YOUR TASK>
Copy out the entries that follow, exactly as written.

DATASET CONTENT>
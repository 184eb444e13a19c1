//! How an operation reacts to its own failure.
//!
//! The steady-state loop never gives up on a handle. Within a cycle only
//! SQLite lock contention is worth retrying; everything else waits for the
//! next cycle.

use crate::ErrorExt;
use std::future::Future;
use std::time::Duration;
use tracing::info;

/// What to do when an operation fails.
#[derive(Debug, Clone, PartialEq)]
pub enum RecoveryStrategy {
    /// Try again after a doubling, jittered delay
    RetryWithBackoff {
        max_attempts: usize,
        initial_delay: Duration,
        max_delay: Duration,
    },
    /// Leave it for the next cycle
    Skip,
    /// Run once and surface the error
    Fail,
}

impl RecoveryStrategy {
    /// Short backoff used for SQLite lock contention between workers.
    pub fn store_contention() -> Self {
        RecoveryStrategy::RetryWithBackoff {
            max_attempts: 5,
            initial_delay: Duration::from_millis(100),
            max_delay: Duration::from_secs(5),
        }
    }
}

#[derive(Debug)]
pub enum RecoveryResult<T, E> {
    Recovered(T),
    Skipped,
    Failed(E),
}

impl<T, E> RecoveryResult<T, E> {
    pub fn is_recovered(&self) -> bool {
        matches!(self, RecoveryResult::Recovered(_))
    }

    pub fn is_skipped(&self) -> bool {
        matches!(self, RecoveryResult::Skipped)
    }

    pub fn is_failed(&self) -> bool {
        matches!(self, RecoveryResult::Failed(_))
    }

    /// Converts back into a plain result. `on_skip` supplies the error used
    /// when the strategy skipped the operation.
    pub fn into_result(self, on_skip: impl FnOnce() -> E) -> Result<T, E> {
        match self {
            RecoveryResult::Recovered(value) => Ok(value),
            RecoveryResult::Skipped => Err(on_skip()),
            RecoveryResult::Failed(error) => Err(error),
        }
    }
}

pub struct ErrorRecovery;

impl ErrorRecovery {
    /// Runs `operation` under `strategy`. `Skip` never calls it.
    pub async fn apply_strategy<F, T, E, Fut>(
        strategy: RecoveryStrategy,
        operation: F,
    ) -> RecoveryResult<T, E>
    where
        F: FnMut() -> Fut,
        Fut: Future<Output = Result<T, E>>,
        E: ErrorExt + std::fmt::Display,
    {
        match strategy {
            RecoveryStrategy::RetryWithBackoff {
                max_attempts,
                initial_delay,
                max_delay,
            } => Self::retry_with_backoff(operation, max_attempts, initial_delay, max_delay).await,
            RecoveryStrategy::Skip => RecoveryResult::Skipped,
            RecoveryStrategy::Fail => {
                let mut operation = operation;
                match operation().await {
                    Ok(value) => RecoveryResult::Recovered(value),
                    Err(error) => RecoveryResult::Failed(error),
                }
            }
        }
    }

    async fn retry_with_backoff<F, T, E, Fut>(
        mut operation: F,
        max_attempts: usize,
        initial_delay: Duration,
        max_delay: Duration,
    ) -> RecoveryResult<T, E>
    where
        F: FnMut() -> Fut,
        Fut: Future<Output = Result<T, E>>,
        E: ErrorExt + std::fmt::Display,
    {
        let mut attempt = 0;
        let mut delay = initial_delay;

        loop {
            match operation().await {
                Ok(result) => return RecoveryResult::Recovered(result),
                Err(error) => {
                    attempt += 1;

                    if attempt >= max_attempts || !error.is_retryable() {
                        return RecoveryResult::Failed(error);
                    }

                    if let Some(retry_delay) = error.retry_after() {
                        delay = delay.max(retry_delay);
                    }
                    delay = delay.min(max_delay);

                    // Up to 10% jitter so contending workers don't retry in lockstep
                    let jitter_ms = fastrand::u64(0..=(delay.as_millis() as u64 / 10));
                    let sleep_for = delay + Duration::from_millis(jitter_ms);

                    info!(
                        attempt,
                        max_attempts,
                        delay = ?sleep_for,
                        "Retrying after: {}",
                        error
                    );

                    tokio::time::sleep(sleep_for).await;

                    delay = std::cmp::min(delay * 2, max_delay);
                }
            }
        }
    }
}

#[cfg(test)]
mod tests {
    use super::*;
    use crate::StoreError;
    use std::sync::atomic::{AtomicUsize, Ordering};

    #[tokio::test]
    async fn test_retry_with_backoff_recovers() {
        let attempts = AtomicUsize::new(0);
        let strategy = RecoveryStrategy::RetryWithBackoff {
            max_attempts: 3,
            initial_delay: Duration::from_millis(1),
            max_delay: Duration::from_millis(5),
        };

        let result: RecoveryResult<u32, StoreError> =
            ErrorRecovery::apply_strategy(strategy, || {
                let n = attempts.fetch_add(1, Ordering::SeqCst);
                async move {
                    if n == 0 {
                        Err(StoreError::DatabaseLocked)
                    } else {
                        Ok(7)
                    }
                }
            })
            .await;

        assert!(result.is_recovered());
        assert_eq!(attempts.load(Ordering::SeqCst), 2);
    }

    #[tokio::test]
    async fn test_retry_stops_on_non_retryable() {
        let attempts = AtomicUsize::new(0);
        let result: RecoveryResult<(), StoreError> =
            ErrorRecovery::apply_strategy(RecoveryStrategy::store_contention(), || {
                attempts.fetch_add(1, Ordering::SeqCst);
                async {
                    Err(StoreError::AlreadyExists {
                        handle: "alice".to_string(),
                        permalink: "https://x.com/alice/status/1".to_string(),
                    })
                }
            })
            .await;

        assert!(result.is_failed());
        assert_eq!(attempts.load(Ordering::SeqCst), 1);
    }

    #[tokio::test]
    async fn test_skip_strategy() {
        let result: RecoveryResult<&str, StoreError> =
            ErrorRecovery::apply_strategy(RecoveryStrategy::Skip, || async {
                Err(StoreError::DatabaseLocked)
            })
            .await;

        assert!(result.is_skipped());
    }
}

REPLY>
repository 184eb444e13a19c1
//! How an operation reacts to its own failure.
//!
//! The steady-state loop never gives up on a handle. Within a cycle only
//! SQLite lock contention is worth retrying; everything else waits for the
//! next cycle.

use crate::ErrorExt;
use std::future::Future;
use std::time::Duration;
use tracing::info;

/// What to do when an operation fails.
#[derive(Debug, Clone, PartialEq)]
pub enum RecoveryStrategy {
    /// Try again after a doubling, jittered delay
    RetryWithBackoff {
        max_attempts: usize,
        initial_delay: Duration,
        max_delay: Duration,
    },
    /// Leave it for the next cycle
    Skip,
    /// Run once and surface the error
    Fail,
}

impl RecoveryStrategy {
    /// Short backoff used for SQLite lock contention between workers.
    pub fn store_contention() -> Self {
        RecoveryStrategy::RetryWithBackoff {
            max_attempts: 5,
            initial_delay: Duration::from_millis(100),
            max_delay: Duration::from_secs(5),
        }
    }
}

#[derive(Debug)]
pub enum RecoveryResult<T, E> {
    Recovered(T),
    Skipped,
    Failed(E),
}

impl<T, E> RecoveryResult<T, E> {
    pub fn is_recovered(&self) -> bool {
        matches!(self, RecoveryResult::Recovered(_))
    }

    pub fn is_skipped(&self) -> bool {
        matches!(self, RecoveryResult::Skipped)
    }

    pub fn is_failed(&self) -> bool {
        matches!(self, RecoveryResult::Failed(_))
    }

    /// Converts back into a plain result. `on_skip` supplies the error used
    /// when the strategy skipped the operation.
    pub fn into_result(self, on_skip: impl FnOnce() -> E) -> Result<T, E> {
        match self {
            RecoveryResult::Recovered(value) => Ok(value),
            RecoveryResult::Skipped => Err(on_skip()),
            RecoveryResult::Failed(error) => Err(error),
        }
    }
}

pub struct ErrorRecovery;

impl ErrorRecovery {
    /// Runs `operation` under `strategy`. `Skip` never calls it.
    pub async fn apply_strategy<F, T, E, Fut>(
        strategy: RecoveryStrategy,
        operation: F,
    ) -> RecoveryResult<T, E>
    where
        F: FnMut() -> Fut,
        Fut: Future<Output = Result<T, E>>,
        E: ErrorExt + std::fmt::Display,
    {
        match strategy {
            RecoveryStrategy::RetryWithBackoff {
                max_attempts,
                initial_delay,
                max_delay,
            } => Self::retry_with_backoff(operation, max_attempts, initial_delay, max_delay).await,
            RecoveryStrategy::Skip => RecoveryResult::Skipped,
            RecoveryStrategy::Fail => {
                let mut operation = operation;
                match operation().await {
                    Ok(value) => RecoveryResult::Recovered(value),
                    Err(error) => RecoveryResult::Failed(error),
                }
            }
        }
    }

    async fn retry_with_backoff<F, T, E, Fut>(
        mut operation: F,
        max_attempts: usize,
        initial_delay: Duration,
        max_delay: Duration,
    ) -> RecoveryResult<T, E>
    where
        F: FnMut() -> Fut,
        Fut: Future<Output = Result<T, E>>,
        E: ErrorExt + std::fmt::Display,
    {
        let mut attempt = 0;
        let mut delay = initial_delay;

        loop {
            match operation().await {
                Ok(result) => return RecoveryResult::Recovered(result),
                Err(error) => {
                    attempt += 1;

                    if attempt >= max_attempts || !error.is_retryable() {
                        return RecoveryResult::Failed(error);
                    }

                    if let Some(retry_delay) = error.retry_after() {
                        delay = delay.max(retry_delay);
                    }
                    delay = delay.min(max_delay);

                    // Up to 10% jitter so contending workers don't retry in lockstep
                    let jitter_ms = fastrand::u64(0..=(delay.as_millis() as u64 / 10));
                    let sleep_for = delay + Duration::from_millis(jitter_ms);

                    info!(
                        attempt,
                        max_attempts,
                        delay = ?sleep_for,
                        "Retrying after: {}",
                        error
                    );

                    tokio::time::sleep(sleep_for).await;

                    delay = std::cmp::min(delay * 2, max_delay);
                }
            }
        }
    }
}

#[cfg(test)]
mod tests {
    use super::*;
    use crate::StoreError;
    use std::sync::atomic::{AtomicUsize, Ordering};

    #[tokio::test]
    async fn test_retry_with_backoff_recovers() {
        let attempts = AtomicUsize::new(0);
        let strategy = RecoveryStrategy::RetryWithBackoff {
            max_attempts: 3,
            initial_delay: Duration::from_millis(1),
            max_delay: Duration::from_millis(5),
        };

        let result: RecoveryResult<u32, StoreError> =
            ErrorRecovery::apply_strategy(strategy, || {
                let n = attempts.fetch_add(1, Ordering::SeqCst);
                async move {
                    if n == 0 {
                        Err(StoreError::DatabaseLocked)
                    } else {
                        Ok(7)
                    }
                }
            })
            .await;

        assert!(result.is_recovered());
        assert_eq!(attempts.load(Ordering::SeqCst), 2);
    }

    #[tokio::test]
    async fn test_retry_stops_on_non_retryable() {
        let attempts = AtomicUsize::new(0);
        let result: RecoveryResult<(), StoreError> =
            ErrorRecovery::apply_strategy(RecoveryStrategy::store_contention(), || {
                attempts.fetch_add(1, Ordering::SeqCst);
                async {
                    Err(StoreError::AlreadyExists {
                        handle: "alice".to_string(),
                        permalink: "https://x.com/alice/status/1".to_string(),
                    })
                }
            })
            .await;

        assert!(result.is_failed());
        assert_eq!(attempts.load(Ordering::SeqCst), 1);
    }

    #[tokio::test]
    async fn test_skip_strategy() {
        let result: RecoveryResult<&str, StoreError> =
            ErrorRecovery::apply_strategy(RecoveryStrategy::Skip, || async {
                Err(StoreError::DatabaseLocked)
            })
            .await;

        assert!(result.is_skipped());
    }
}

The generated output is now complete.